Can new Indiana law lower drug costs? The answer is as clear as mud

It is meant to help Hoosiers get more affordable prices on prescription drugs on everything from blood-pressure medications to chronic-pain treatments.

But whether Senate Enrolled Act 8, which Gov. Eric Holcomb signed into law this month, will have far-reaching ramifications remains a very open question, and that could take years to determine, several experts say.

The law is part of a sweeping effort this year by the Indiana General Assembly to bring down the cost of health care across the state, where prices are among the highest in the country. The newly passed laws touch on almost all aspects of health care, from price caps on hospital care to physician noncompete agreements.

But perhaps no bill was more ambitious than SEA 8, which attempted to regulate pharmacy benefit managers, or PBMs, the powerful middlemen who negotiate drug prices between drugmakers, insurers and pharmacies.

The law, similar to one passed in West Virginia two years ago, requires PBMs to pass along rebates they receive to patients or to group plans.


Yet Indiana, like other states, has only limited power to regulate health insurance. Most of the health insurance purchased in Indiana is through so-called “self-funded” group plans, where employers and other sponsors take on most or all of the risk and cost of benefit claims. Self-funded plans are governed by federal law and not subject to state regulations.

The new law will apply only to people who buy individual plans from the Affordable Care Act marketplace and those who are part of fully funded group plans. That’s estimated to be 1 million to 1.4 million Hoosiers.

The bill’s primary author, Sen. Ed Charbonneau, R-Valparaiso, acknowledged that the bill will not reach most insured Hoosiers but pushed back at suggestions that it will be ineffective because it will reach only a narrow segment of the market.

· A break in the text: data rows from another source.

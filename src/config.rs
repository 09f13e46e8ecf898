//! Configuration module
//!
//! TOML configuration for the lot layout, fare schedule and logging,
//! with defaults usable when no file is present.

use std::path::{Path, PathBuf};

use chrono::Duration;
use rust_decimal::Decimal;
use serde::Deserialize;
use thiserror::Error;

use crate::domain::FareSchedule;

#[derive(Debug, Error)]
pub enum ConfigError {
    #[error("Failed to read config file: {0}")]
    Io(#[from] std::io::Error),

    #[error("Failed to parse config file: {0}")]
    Parse(#[from] toml::de::Error),

    #[error("Invalid fare value: {0}")]
    InvalidFare(String),
}

/// Application configuration
#[derive(Debug, Clone, Deserialize, Default)]
#[serde(default)]
pub struct AppConfig {
    pub logging: LoggingConfig,
    pub lot: LotConfig,
    pub fare: FareConfig,
}

#[derive(Debug, Clone, Deserialize)]
#[serde(default)]
pub struct LoggingConfig {
    /// Log level filter (trace, debug, info, warn, error)
    pub level: String,
}

impl Default for LoggingConfig {
    fn default() -> Self {
        Self {
            level: "info".to_string(),
        }
    }
}

/// Lot layout: how many spots of each category are seeded.
#[derive(Debug, Clone, Deserialize)]
#[serde(default)]
pub struct LotConfig {
    pub car_spots: u32,
    pub bike_spots: u32,
}

impl Default for LotConfig {
    fn default() -> Self {
        Self {
            car_spots: 3,
            bike_spots: 2,
        }
    }
}

/// Fare constants. Rates are per hour in the lot's currency.
#[derive(Debug, Clone, Deserialize)]
#[serde(default)]
pub struct FareConfig {
    pub car_rate_per_hour: f64,
    pub bike_rate_per_hour: f64,
    pub free_minutes: i64,
    pub loyalty_multiplier: f64,
}

impl Default for FareConfig {
    fn default() -> Self {
        Self {
            car_rate_per_hour: 1.5,
            bike_rate_per_hour: 1.0,
            free_minutes: 30,
            loyalty_multiplier: 0.95,
        }
    }
}

impl FareConfig {
    /// Convert configured floats into the fixed-point schedule.
    pub fn to_schedule(&self) -> Result<FareSchedule, ConfigError> {
        let rate = |value: f64, name: &str| {
            Decimal::try_from(value)
                .map_err(|_| ConfigError::InvalidFare(format!("{name} = {value}")))
        };
        Ok(FareSchedule {
            car_rate_per_hour: rate(self.car_rate_per_hour, "car_rate_per_hour")?,
            bike_rate_per_hour: rate(self.bike_rate_per_hour, "bike_rate_per_hour")?,
            free_period: Duration::minutes(self.free_minutes),
            loyalty_multiplier: rate(self.loyalty_multiplier, "loyalty_multiplier")?,
        })
    }
}

impl AppConfig {
    pub fn load(path: &Path) -> Result<Self, ConfigError> {
        let raw = std::fs::read_to_string(path)?;
        Ok(toml::from_str(&raw)?)
    }
}

/// Default location: `<user config dir>/parklot/config.toml`.
pub fn default_config_path() -> PathBuf {
    dirs_next::config_dir()
        .unwrap_or_else(|| PathBuf::from("."))
        .join("parklot")
        .join("config.toml")
}

// ── Tests ──────────────────────────────────────────────────────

“A narrow segment is still thousands and thousands and thousands of people,” he said. “Just because it isn’t 2 million people or something doesn’t mean we shouldn’t do something for that individual that is buying prescription drugs.”

The Diabetes Leadership Council, a patient advocacy group based in Lexington, Kentucky, supports the new law, saying it could help untold thousands of Hoosiers, a worthwhile first step.

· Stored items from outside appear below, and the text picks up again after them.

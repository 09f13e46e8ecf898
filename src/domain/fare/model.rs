//! Fare schedule domain entity

use chrono::Duration;
use rust_decimal::Decimal;

use crate::domain::spot::VehicleCategory;

/// Pricing constants for the lot.
///
/// Rates are per hour, in the lot's currency, two-decimal precision.
#[derive(Debug, Clone, PartialEq, Eq)]
pub struct FareSchedule {
    /// Hourly rate for car spots
    pub car_rate_per_hour: Decimal,
    /// Hourly rate for bike spots
    pub bike_rate_per_hour: Decimal,
    /// Courtesy threshold: stays up to this long are free
    pub free_period: Duration,
    /// Multiplier applied for returning customers
    pub loyalty_multiplier: Decimal,
}

impl FareSchedule {
    /// Hourly rate for a category. Exhaustive over the closed set.
    pub fn hourly_rate(&self, category: VehicleCategory) -> Decimal {
        match category {
            VehicleCategory::Car => self.car_rate_per_hour,
            VehicleCategory::Bike => self.bike_rate_per_hour,
        }
    }
}

impl Default for FareSchedule {
    fn default() -> Self {
        Self {
            car_rate_per_hour: Decimal::new(150, 2),  // 1.50 / h
            bike_rate_per_hour: Decimal::new(100, 2), // 1.00 / h
            free_period: Duration::minutes(30),
            loyalty_multiplier: Decimal::new(95, 2), // 5% off
        }
    }
}

// ── Tests ──────────────────────────────────────────────────────

#[cfg(test)]
mod tests {
    use super::*;

    #[test]
    fn default_rates_differ_per_category() {
        let schedule = FareSchedule::default();
        assert_eq!(
            schedule.hourly_rate(VehicleCategory::Car),
            Decimal::new(150, 2)
        );
        assert_eq!(
            schedule.hourly_rate(VehicleCategory::Bike),
            Decimal::new(100, 2)
        );
    }

    #[test]
    fn default_free_period_is_thirty_minutes() {
        assert_eq!(FareSchedule::default().free_period, Duration::minutes(30));
    }
}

“It’s not a small number,” said George Huntley, a Type 1 diabetes patient from Carmel and the group’s CEO. “It’s a lot of people. Hundreds of thousands of Hoosiers are going to be helped by this.”

The law is trying to unlock one of the most controversial and secretive aspects of health care: how rebates are negotiated, and where the rebate money goes. The law’s supporters say more of that money should be going into the pockets of patients or health plan sponsors.

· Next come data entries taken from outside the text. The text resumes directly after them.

pub mod console;
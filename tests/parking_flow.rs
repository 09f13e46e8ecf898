//! End-to-end parking flows against the in-memory storage, with a
//! manual clock simulating elapsed time.

use std::sync::Arc;

use chrono::{Duration, Utc};
use rust_decimal::Decimal;

use parklot::application::services::{FareCalculator, ParkingService};
use parklot::domain::{DomainError, VehicleCategory};
use parklot::infrastructure::storage::InMemoryStorage;
use parklot::support::time::ManualClock;

fn build_lot(car_spots: u32, bike_spots: u32) -> (ParkingService, Arc<InMemoryStorage>, Arc<ManualClock>) {
    let storage = Arc::new(InMemoryStorage::with_layout(car_spots, bike_spots));
    let clock = Arc::new(ManualClock::new(Utc::now()));
    let service = ParkingService::new(
        storage.clone(),
        storage.clone(),
        FareCalculator::default(),
        clock.clone(),
    );
    (service, storage, clock)
}

#[tokio::test]
async fn one_hour_car_stay_bills_the_hourly_rate_and_frees_the_spot() {
    let (service, storage, clock) = build_lot(3, 2);

    let admitted = service
        .admit(VehicleCategory::Car, "AB-123-CD")
        .await
        .unwrap();
    assert_eq!(admitted.session.spot.id, 1);
    assert!(!storage.spot(1).unwrap().available);

    clock.advance(Duration::minutes(60));
    let receipt = service.release("AB-123-CD").await.unwrap();

    assert_eq!(receipt.session.price, Decimal::new(150, 2));
    assert!(!receipt.discount_applied);
    assert!(storage.spot(1).unwrap().available);

    // The persisted session carries the exit stamp and price
    let stored = storage.session(receipt.session.id).unwrap();
    assert!(!stored.is_open());
    assert_eq!(stored.duration(), Some(Duration::minutes(60)));
    assert_eq!(stored.price, Decimal::new(150, 2));
}

#[tokio::test]
async fn forty_five_minute_stay_bills_three_quarters_of_the_rate() {
    let (service, _, clock) = build_lot(1, 0);

    service.admit(VehicleCategory::Car, "CD-456-EF").await.unwrap();
    clock.advance(Duration::minutes(45));

    let receipt = service.release("CD-456-EF").await.unwrap();
    // 0.75 * 1.50 = 1.125, truncated down to 1.12
    assert_eq!(receipt.session.price, Decimal::new(112, 2));
}

#[tokio::test]
async fn stay_within_the_free_period_costs_nothing() {
    let (service, _, clock) = build_lot(1, 1);

    service.admit(VehicleCategory::Bike, "BK-789").await.unwrap();
    clock.advance(Duration::minutes(30));

    let receipt = service.release("BK-789").await.unwrap();
    assert_eq!(receipt.session.price, Decimal::ZERO);
    assert!(!receipt.discount_applied);
}

#[tokio::test]
async fn repeat_customer_pays_ninety_five_percent_on_the_second_stay() {
    let (service, _, clock) = build_lot(1, 0);

    // First stay, full price
    service.admit(VehicleCategory::Car, "AB-123-CD").await.unwrap();
    clock.advance(Duration::minutes(60));
    let first = service.release("AB-123-CD").await.unwrap();
    assert_eq!(first.session.price, Decimal::new(150, 2));
    assert!(!first.discount_applied);

    // Second stay, 5% off: 1.50 * 0.95 = 1.425 -> 1.42
    let readmitted = service
        .admit(VehicleCategory::Car, "AB-123-CD")
        .await
        .unwrap();
    assert!(readmitted.returning);

    clock.advance(Duration::minutes(60));
    let second = service.release("AB-123-CD").await.unwrap();
    assert!(second.discount_applied);
    assert_eq!(second.session.price, Decimal::new(142, 2));
}

#[tokio::test]
async fn lot_fills_and_recovers_per_category() {
    let (service, _, clock) = build_lot(1, 1);

    service.admit(VehicleCategory::Car, "CAR-1").await.unwrap();

    // Car side is full; the bike side still admits
    let err = service.admit(VehicleCategory::Car, "CAR-2").await.unwrap_err();
    assert!(matches!(err, DomainError::NoSpotAvailable(VehicleCategory::Car)));
    service.admit(VehicleCategory::Bike, "BIKE-1").await.unwrap();

    // After the car leaves, its spot is reusable
    clock.advance(Duration::minutes(10));
    service.release("CAR-1").await.unwrap();
    let receipt = service.admit(VehicleCategory::Car, "CAR-2").await.unwrap();
    assert_eq!(receipt.session.spot.id, 1);
}

#[tokio::test]
async fn sessions_are_independent_per_vehicle() {
    let (service, storage, clock) = build_lot(2, 0);

    service.admit(VehicleCategory::Car, "AA-111").await.unwrap();
    clock.advance(Duration::minutes(15));
    service.admit(VehicleCategory::Car, "BB-222").await.unwrap();

    clock.advance(Duration::minutes(45));

    // AA parked 60 min, BB parked 45 min
    let first = service.release("AA-111").await.unwrap();
    let second = service.release("BB-222").await.unwrap();
    assert_eq!(first.session.price, Decimal::new(150, 2));
    assert_eq!(second.session.price, Decimal::new(112, 2));

    assert!(storage.spot(1).unwrap().available);
    assert!(storage.spot(2).unwrap().available);
}

#[tokio::test]
async fn release_requires_an_open_session() {
    let (service, _, clock) = build_lot(1, 0);

    let err = service.release("GHOST").await.unwrap_err();
    assert!(matches!(err, DomainError::UnknownVehicle(_)));

    // A vehicle that already left cannot be released twice
    service.admit(VehicleCategory::Car, "AA-111").await.unwrap();
    clock.advance(Duration::minutes(5));
    service.release("AA-111").await.unwrap();

    let err = service.release("AA-111").await.unwrap_err();
    assert!(matches!(err, DomainError::UnknownVehicle(_)));
}
//! Console input collection.
//!
//! Raw lines come from any `BufRead`; validation happens here so the
//! core services only ever see a recognized category or a non-empty
//! registration number.

use std::io::{self, BufRead, BufReader, Stdin};

use crate::domain::{DomainError, DomainResult, VehicleCategory};

/// Top-level menu action.
#[derive(Debug, Clone, Copy, PartialEq, Eq)]
pub enum MenuAction {
    ParkVehicle,
    ExitVehicle,
    Quit,
}

/// Source of validated user selections and strings.
pub trait InputSource {
    fn read_action(&mut self) -> DomainResult<MenuAction>;
    fn read_category(&mut self) -> DomainResult<VehicleCategory>;
    fn read_registration(&mut self) -> DomainResult<String>;
}

/// Input source over a buffered reader; `ConsoleInput::stdin()` for
/// the real console.
pub struct ConsoleInput<R: BufRead> {
    reader: R,
}

impl ConsoleInput<BufReader<Stdin>> {
    pub fn stdin() -> Self {
        Self::new(BufReader::new(io::stdin()))
    }
}

impl<R: BufRead> ConsoleInput<R> {
    pub fn new(reader: R) -> Self {
        Self { reader }
    }

    /// `None` means the stream is exhausted.
    fn read_line(&mut self) -> DomainResult<Option<String>> {
        let mut line = String::new();
        let read = self
            .reader
            .read_line(&mut line)
            .map_err(|e| DomainError::Storage(format!("Failed to read input: {e}")))?;
        if read == 0 {
            return Ok(None);
        }
        Ok(Some(line.trim().to_string()))
    }
}

impl<R: BufRead> InputSource for ConsoleInput<R> {
    fn read_action(&mut self) -> DomainResult<MenuAction> {
        // End of input quits, so a closed stdin cannot spin the menu
        let Some(line) = self.read_line()? else {
            return Ok(MenuAction::Quit);
        };
        match line.as_str() {
            "1" => Ok(MenuAction::ParkVehicle),
            "2" => Ok(MenuAction::ExitVehicle),
            "3" => Ok(MenuAction::Quit),
            other => Err(DomainError::InvalidSelection(other.to_string())),
        }
    }

    fn read_category(&mut self) -> DomainResult<VehicleCategory> {
        let line = self.read_line()?.unwrap_or_default();
        match line.as_str() {
            "1" => Ok(VehicleCategory::Car),
            "2" => Ok(VehicleCategory::Bike),
            other => Err(DomainError::InvalidSelection(other.to_string())),
        }
    }

    fn read_registration(&mut self) -> DomainResult<String> {
        let line = self.read_line()?.unwrap_or_default();
        if line.is_empty() {
            return Err(DomainError::EmptyRegistration);
        }
        Ok(line)
    }
}

// ── Tests ──────────────────────────────────────────────────────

The PBM industry, for its part, says it saves American consumers billions of dollars a year on prescription drugs through tough negotiations on behalf of health plans, while drugmakers are raising prices every year.

Elusive answers

But PBMs are notoriously protective of their contracts, making it difficult for consumers, employers, regulators and insurance managers to review their practices.

Charbonneau’s bill, which passed both chambers of the Legislature by wide margins, requires that a PBM pass through to the health plan sponsor (usually an employer, but sometimes a union, trade association or government agency) 100% of the rebates it negotiates with drug manufacturers.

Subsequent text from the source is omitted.